Saved entries:
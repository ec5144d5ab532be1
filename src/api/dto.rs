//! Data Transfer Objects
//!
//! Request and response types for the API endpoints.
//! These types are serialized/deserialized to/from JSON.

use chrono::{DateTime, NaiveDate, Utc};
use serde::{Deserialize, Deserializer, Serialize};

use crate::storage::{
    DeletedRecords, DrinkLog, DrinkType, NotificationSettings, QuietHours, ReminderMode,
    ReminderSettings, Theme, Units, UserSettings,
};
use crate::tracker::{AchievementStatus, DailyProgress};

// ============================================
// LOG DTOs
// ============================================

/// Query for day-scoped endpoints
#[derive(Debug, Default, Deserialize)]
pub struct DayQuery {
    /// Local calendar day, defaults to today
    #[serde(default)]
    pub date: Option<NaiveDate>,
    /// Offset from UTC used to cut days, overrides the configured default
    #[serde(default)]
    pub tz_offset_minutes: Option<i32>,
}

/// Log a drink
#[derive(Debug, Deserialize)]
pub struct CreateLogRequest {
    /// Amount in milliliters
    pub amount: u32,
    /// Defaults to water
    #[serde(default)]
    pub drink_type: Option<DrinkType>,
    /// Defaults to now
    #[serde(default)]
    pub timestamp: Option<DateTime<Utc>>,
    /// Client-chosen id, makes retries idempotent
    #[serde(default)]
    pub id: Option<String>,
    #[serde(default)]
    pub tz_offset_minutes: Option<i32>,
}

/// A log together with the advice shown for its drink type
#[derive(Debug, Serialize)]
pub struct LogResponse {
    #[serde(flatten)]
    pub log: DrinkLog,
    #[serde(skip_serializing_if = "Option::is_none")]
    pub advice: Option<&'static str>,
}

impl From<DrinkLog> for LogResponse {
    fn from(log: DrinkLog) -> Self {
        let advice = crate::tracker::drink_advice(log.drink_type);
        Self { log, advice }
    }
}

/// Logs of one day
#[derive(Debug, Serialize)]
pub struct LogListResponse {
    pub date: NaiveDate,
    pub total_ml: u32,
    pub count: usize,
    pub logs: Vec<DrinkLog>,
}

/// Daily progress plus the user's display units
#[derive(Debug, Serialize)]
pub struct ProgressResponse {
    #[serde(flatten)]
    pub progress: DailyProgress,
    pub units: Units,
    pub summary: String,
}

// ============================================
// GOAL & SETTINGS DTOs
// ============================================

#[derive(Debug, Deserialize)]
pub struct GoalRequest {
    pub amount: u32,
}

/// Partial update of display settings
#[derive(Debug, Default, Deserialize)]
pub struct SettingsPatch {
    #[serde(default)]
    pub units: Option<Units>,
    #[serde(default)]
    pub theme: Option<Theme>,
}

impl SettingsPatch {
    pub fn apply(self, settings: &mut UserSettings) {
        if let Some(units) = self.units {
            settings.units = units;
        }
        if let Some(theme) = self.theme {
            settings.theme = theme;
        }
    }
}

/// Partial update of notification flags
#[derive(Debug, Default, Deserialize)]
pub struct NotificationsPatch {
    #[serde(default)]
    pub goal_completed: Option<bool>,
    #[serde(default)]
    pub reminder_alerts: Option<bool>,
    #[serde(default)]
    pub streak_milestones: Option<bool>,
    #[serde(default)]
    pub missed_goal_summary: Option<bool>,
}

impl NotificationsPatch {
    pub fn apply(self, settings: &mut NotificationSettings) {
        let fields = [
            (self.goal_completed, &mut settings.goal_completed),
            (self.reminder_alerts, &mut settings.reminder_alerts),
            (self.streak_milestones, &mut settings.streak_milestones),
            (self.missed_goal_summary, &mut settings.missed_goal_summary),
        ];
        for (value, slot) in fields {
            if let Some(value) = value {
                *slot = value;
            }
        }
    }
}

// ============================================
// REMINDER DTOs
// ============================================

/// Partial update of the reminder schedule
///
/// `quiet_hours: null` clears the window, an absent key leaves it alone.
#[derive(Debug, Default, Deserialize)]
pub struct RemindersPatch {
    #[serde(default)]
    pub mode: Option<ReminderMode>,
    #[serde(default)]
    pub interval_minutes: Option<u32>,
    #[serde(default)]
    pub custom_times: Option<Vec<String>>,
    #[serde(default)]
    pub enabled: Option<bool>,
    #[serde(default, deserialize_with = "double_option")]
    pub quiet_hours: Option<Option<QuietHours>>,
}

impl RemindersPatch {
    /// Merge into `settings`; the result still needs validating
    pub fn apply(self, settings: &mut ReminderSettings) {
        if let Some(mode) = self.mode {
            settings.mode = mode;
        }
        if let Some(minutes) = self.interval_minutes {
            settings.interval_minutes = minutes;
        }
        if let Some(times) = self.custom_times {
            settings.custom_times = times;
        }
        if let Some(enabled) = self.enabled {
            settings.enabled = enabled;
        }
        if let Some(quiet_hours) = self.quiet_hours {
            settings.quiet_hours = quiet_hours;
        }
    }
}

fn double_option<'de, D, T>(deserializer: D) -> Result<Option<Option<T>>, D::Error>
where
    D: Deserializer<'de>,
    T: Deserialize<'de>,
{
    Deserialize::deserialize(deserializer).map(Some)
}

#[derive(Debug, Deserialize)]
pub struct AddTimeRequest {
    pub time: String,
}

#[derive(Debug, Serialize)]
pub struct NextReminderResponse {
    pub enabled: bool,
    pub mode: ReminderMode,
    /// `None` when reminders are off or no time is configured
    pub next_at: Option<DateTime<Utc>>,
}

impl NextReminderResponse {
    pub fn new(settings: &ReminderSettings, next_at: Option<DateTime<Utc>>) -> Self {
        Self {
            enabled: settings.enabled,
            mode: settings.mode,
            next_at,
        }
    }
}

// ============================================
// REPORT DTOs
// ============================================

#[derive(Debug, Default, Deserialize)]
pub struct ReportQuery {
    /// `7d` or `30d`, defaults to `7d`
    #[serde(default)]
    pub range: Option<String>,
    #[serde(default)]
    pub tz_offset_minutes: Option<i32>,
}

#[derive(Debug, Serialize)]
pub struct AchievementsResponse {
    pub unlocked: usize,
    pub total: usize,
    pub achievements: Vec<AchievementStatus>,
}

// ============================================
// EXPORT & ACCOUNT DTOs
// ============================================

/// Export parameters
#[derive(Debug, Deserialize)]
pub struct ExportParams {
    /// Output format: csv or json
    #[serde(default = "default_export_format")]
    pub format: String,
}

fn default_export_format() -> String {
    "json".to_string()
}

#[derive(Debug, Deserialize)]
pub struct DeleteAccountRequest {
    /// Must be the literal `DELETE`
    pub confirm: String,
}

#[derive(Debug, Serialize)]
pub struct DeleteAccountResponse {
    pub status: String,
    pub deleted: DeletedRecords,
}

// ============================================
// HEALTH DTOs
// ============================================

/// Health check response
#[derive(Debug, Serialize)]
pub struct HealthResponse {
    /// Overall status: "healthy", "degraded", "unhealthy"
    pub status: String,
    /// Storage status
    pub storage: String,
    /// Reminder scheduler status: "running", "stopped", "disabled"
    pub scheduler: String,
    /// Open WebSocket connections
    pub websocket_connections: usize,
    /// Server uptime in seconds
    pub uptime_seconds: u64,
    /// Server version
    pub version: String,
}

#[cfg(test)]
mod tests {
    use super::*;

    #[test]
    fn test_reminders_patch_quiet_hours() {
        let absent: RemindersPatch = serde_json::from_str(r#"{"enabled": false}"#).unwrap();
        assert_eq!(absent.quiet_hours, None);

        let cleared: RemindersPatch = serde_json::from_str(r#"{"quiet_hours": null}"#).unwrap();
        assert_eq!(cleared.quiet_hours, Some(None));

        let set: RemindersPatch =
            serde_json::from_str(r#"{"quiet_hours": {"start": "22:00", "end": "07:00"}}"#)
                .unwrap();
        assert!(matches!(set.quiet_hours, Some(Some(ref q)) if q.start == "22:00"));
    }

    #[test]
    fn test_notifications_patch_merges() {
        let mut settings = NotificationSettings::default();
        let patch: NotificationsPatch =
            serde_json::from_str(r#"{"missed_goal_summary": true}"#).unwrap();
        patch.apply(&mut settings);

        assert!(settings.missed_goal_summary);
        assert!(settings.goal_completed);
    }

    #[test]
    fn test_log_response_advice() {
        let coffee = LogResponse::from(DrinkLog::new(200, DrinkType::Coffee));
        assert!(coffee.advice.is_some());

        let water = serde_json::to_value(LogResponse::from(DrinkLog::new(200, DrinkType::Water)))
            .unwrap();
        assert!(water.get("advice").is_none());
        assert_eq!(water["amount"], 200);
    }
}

What is being asked:
Looking only at the data above, say how many of its lines contain the string "DailyProgress", and nothing more.

Solution for this exercise:
2